You cannot select more than 25 topics Topics must start with a letter or number, can include dashes ('-') and can be up to 35 characters long.
langchain/docs/docs/guides/safety/moderation.mdx

268 lines
7.0 KiB
Markdown

# Moderation chain
This notebook walks through examples of how to use a moderation chain, and several common ways for doing so.
Moderation chains are useful for detecting text that could be hateful, violent, etc. This can be useful to apply on both user input, but also on the output of a Language Model.
Some API providers, like OpenAI, [specifically prohibit](https://beta.openai.com/docs/usage-policies/use-case-policy) you, or your end users, from generating some
types of harmful content. To comply with this (and to just generally prevent your application from being harmful)

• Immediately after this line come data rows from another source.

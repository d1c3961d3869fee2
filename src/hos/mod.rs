//! Hours-of-Service bookkeeping for a single driver.
//!
//! [`HosState`] is a plain value: the scheduler creates one per computation
//! and threads it through every step. [`HosClock`] holds the regulatory
//! [`Limits`] and answers the only question the scheduler asks of it: does
//! the driver have to stop right now, and for what?

use crate::shared::time::Duration;

/// Limits of the 70-hour/8-day property-carrying ruleset.
#[derive(Debug, Clone, Copy, PartialEq, Eq)]
pub struct Limits {
    /// Driving allowed before a break is required.
    pub driving_before_break: Duration,
    pub break_duration: Duration,
    /// Driving allowed between two rests.
    pub driving_per_shift: Duration,
    /// Time after coming on duty after which driving stops.
    pub duty_window: Duration,
    pub rest_duration: Duration,
    /// On-duty time allowed in the rolling cycle.
    pub cycle_cap: Duration,
}

impl Default for Limits {
    fn default() -> Self {
        Self {
            driving_before_break: Duration::from_hours(8),
            break_duration: Duration::from_minutes(30),
            driving_per_shift: Duration::from_hours(11),
            duty_window: Duration::from_hours(14),
            rest_duration: Duration::from_hours(10),
            cycle_cap: Duration::from_hours(70),
        }
    }
}

/// What the clock demands before any more driving.
#[derive(Debug, Clone, Copy, PartialEq, Eq, Hash)]
pub enum StopDecision {
    None,
    Break30,
    Rest10h,
}

#[derive(Debug, Clone, Copy, Default, PartialEq, Eq)]
pub struct HosState {
    pub driving_since_break: Duration,
    pub driving_since_rest: Duration,
    /// Elapsed duty window since the last rest, breaks included.
    pub on_duty_since_rest: Duration,
    /// Never reset: the model has no 34-hour restart and no 8-day roll-off.
    pub cycle_used: Duration,
}

impl HosState {
    pub fn new(cycle_used: Duration) -> Self {
        Self {
            cycle_used,
            ..Default::default()
        }
    }
}

#[derive(Debug, Clone, Copy, Default, PartialEq, Eq)]
pub struct HosClock {
    limits: Limits,
}

impl HosClock {
    pub fn new(limits: Limits) -> Self {
        Self { limits }
    }

    pub fn limits(&self) -> &Limits {
        &self.limits
    }

    /// The stop required before driving on. First match wins, and a break
    /// that would run the duty window out is upgraded to a rest.
    pub fn next_mandatory_stop(&self, state: &HosState, remaining_drive: Duration) -> StopDecision {
        if remaining_drive.is_zero() {
            return StopDecision::None;
        }
        if self.cycle_exhausted(state)
            || state.on_duty_since_rest >= self.limits.duty_window
            || state.driving_since_rest >= self.limits.driving_per_shift
        {
            return StopDecision::Rest10h;
        }
        if state.driving_since_break >= self.limits.driving_before_break {
            let window_left = self.limits.duty_window.saturating_sub(state.on_duty_since_rest);
            if window_left <= self.limits.break_duration {
                return StopDecision::Rest10h;
            }
            return StopDecision::Break30;
        }
        StopDecision::None
    }

    pub fn cycle_exhausted(&self, state: &HosState) -> bool {
        state.cycle_used >= self.limits.cycle_cap
    }

    pub fn cycle_remaining(&self, state: &HosState) -> Duration {
        self.limits.cycle_cap.saturating_sub(state.cycle_used)
    }

    /// How long the driver may keep driving before some limit is reached.
    pub fn driving_budget(&self, state: &HosState) -> Duration {
        let limits = &self.limits;
        [
            limits.driving_before_break.saturating_sub(state.driving_since_break),
            limits.driving_per_shift.saturating_sub(state.driving_since_rest),
            limits.duty_window.saturating_sub(state.on_duty_since_rest),
            self.cycle_remaining(state),
        ]
        .into_iter()
        .min()
        .unwrap_or_default()
    }

    /// Whether non-driving work of length `work` fits in the duty window and the cycle.
    pub fn fits_on_duty(&self, state: &HosState, work: Duration) -> bool {
        state.on_duty_since_rest + work <= self.limits.duty_window
            && state.cycle_used + work <= self.limits.cycle_cap
    }

    pub fn advance_driving(&self, state: &mut HosState, driven: Duration) {
        state.driving_since_break += driven;
        state.driving_since_rest += driven;
        state.on_duty_since_rest += driven;
        state.cycle_used += driven;
    }

    pub fn advance_on_duty(&self, state: &mut HosState, worked: Duration) {
        state.on_duty_since_rest += worked;
        state.cycle_used += worked;
    }

    /// Resets what the stop resets. The break's own time keeps running on
    /// the duty window.
    pub fn apply_stop(&self, state: &mut HosState, stop: StopDecision) {
        match stop {
            StopDecision::None => {}
            StopDecision::Break30 => {
                state.driving_since_break = Duration::ZERO;
                state.on_duty_since_rest += self.limits.break_duration;
            }
            StopDecision::Rest10h => {
                state.driving_since_break = Duration::ZERO;
                state.driving_since_rest = Duration::ZERO;
                state.on_duty_since_rest = Duration::ZERO;
            }
        }
    }

    pub fn stop_duration(&self, stop: StopDecision) -> Duration {
        match stop {
            StopDecision::None => Duration::ZERO,
            StopDecision::Break30 => self.limits.break_duration,
            StopDecision::Rest10h => self.limits.rest_duration,
        }
    }
}

#[cfg(test)]
fn hours(h: u32) -> Duration {
    Duration::from_hours(h)
}

#[test]
fn fresh_driver_needs_nothing() {
    let clock = HosClock::default();
    let state = HosState::new(Duration::ZERO);
    assert_eq!(clock.next_mandatory_stop(&state, hours(3)), StopDecision::None);
    assert_eq!(clock.driving_budget(&state), hours(8));
}

#[test]
fn nothing_left_to_drive_needs_nothing() {
    let clock = HosClock::default();
    let mut state = HosState::new(hours(70));
    clock.advance_driving(&mut state, hours(11));
    assert_eq!(clock.next_mandatory_stop(&state, Duration::ZERO), StopDecision::None);
}

#[test]
fn eight_hours_of_driving_needs_a_break() {
    let clock = HosClock::default();
    let mut state = HosState::default();
    clock.advance_driving(&mut state, hours(8));
    assert_eq!(clock.next_mandatory_stop(&state, hours(1)), StopDecision::Break30);
    clock.apply_stop(&mut state, StopDecision::Break30);
    assert_eq!(state.driving_since_break, Duration::ZERO);
    assert_eq!(state.driving_since_rest, hours(8));
    assert_eq!(state.on_duty_since_rest, hours(8) + Duration::from_minutes(30));
    assert_eq!(clock.driving_budget(&state), hours(3));
}

#[test]
fn eleven_hours_of_driving_needs_a_rest() {
    let clock = HosClock::default();
    let mut state = HosState::default();
    clock.advance_driving(&mut state, hours(8));
    clock.apply_stop(&mut state, StopDecision::Break30);
    clock.advance_driving(&mut state, hours(3));
    assert_eq!(clock.next_mandatory_stop(&state, hours(1)), StopDecision::Rest10h);
}

#[test]
fn duty_window_needs_a_rest() {
    let clock = HosClock::default();
    let mut state = HosState::default();
    clock.advance_on_duty(&mut state, hours(10));
    clock.advance_driving(&mut state, hours(4));
    assert_eq!(clock.next_mandatory_stop(&state, hours(1)), StopDecision::Rest10h);
}

#[test]
fn cycle_cap_wins_over_everything() {
    let clock = HosClock::default();
    let mut state = HosState::new(hours(68));
    clock.advance_driving(&mut state, hours(2));
    assert!(clock.cycle_exhausted(&state));
    assert_eq!(clock.next_mandatory_stop(&state, hours(1)), StopDecision::Rest10h);
    clock.apply_stop(&mut state, StopDecision::Rest10h);
    // A rest does not give cycle hours back
    assert_eq!(clock.next_mandatory_stop(&state, hours(1)), StopDecision::Rest10h);
    assert_eq!(clock.driving_budget(&state), Duration::ZERO);
}

#[test]
fn break_at_end_of_window_becomes_a_rest() {
    let clock = HosClock::default();
    let mut state = HosState::default();
    clock.advance_on_duty(&mut state, Duration::from_minutes(5 * 60 + 40));
    clock.advance_driving(&mut state, hours(8));
    // 20 minutes of window left, a 30 minute break would use it all
    assert_eq!(clock.next_mandatory_stop(&state, hours(1)), StopDecision::Rest10h);
}

#[test]
fn rest_resets_shift_counters_only() {
    let clock = HosClock::default();
    let mut state = HosState::new(hours(20));
    clock.advance_driving(&mut state, hours(6));
    clock.apply_stop(&mut state, StopDecision::Rest10h);
    assert_eq!(
        state,
        HosState {
            cycle_used: hours(26),
            ..Default::default()
        }
    );
}

#[test]
fn fits_on_duty_checks_window_and_cycle() {
    let clock = HosClock::default();
    let mut state = HosState::new(hours(40));
    clock.advance_on_duty(&mut state, Duration::from_minutes(13 * 60 + 30));
    assert!(clock.fits_on_duty(&state, Duration::from_minutes(30)));
    assert!(!clock.fits_on_duty(&state, Duration::from_minutes(31)));
    let state = HosState::new(Duration::from_minutes(69 * 60 + 45));
    assert!(!clock.fits_on_duty(&state, Duration::from_minutes(30)));
}

#[test]
fn budget_is_the_tightest_limit() {
    let clock = HosClock::default();
    let mut state = HosState::new(Duration::from_minutes(69 * 60));
    assert_eq!(clock.driving_budget(&state), hours(1));
    state.cycle_used = Duration::ZERO;
    clock.advance_on_duty(&mut state, Duration::from_minutes(12 * 60));
    assert_eq!(clock.driving_budget(&state), hours(2));
}
mod plan;
mod request;

pub use plan::*;
pub use request::*;
use anyhow::{Context, Result};
use haulplan::prelude::*;
use std::sync::Arc;
use tracing::info;

use crate::{
    config::Config,
    provider::{
        CallPolicy, Geocoder, NominatimGeocoder, OsrmConfig, OsrmRouter, RouteProvider,
        StraightLineRouter,
    },
};

pub struct AppState {
    pub geocoder: Arc<dyn Geocoder>,
    pub router: Arc<dyn RouteProvider>,
    pub policy: CallPolicy,
    pub reverse_geocode: bool,
    pub reverse_geocode_concurrency: usize,
    pub settings: Settings,
    pub limits: Limits,
}

impl AppState {
    pub fn new(geocoder: Arc<dyn Geocoder>, router: Arc<dyn RouteProvider>) -> Self {
        Self {
            geocoder,
            router,
            policy: CallPolicy::default(),
            reverse_geocode: true,
            reverse_geocode_concurrency: 4,
            settings: Settings::default(),
            limits: Limits::default(),
        }
    }

    pub fn from_config(config: &Config) -> Result<Self> {
        let geocoder = NominatimGeocoder::new(
            &config.nominatim_url,
            &config.user_agent,
            config.provider_timeout,
        )
        .context("Failed to build the geocoding client")?;
        info!("Geocoding with {}", config.nominatim_url);

        let router: Arc<dyn RouteProvider> = match &config.osrm_url {
            Some(url) => {
                let router = OsrmRouter::new(OsrmConfig {
                    base_url: url.clone(),
                    timeout_secs: config.provider_timeout.as_secs(),
                    ..Default::default()
                })
                .context("Failed to build the routing client")?;
                info!("Routing with OSRM at {url}");
                Arc::new(router)
            }
            None => {
                info!("No OSRM_URL set, estimating legs as straight lines");
                Arc::new(StraightLineRouter::new())
            }
        };

        Ok(Self {
            policy: CallPolicy {
                timeout: config.provider_timeout,
                backoff: config.retry_backoff,
            },
            reverse_geocode: config.reverse_geocode,
            reverse_geocode_concurrency: config.reverse_geocode_concurrency,
            ..Self::new(Arc::new(geocoder), router)
        })
    }
}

you may often want to append a moderation chain to any LLMChains, in order to make sure any output
the LLM generates is not harmful.
If the content passed into the moderation chain is harmful, there is not one best way to handle it,
it probably depends on your application. Sometimes you may want to throw an error in the Chain
(and have your application handle that). Other times, you may want to return something to
the user explaining that the text was harmful. There could be other ways to handle it.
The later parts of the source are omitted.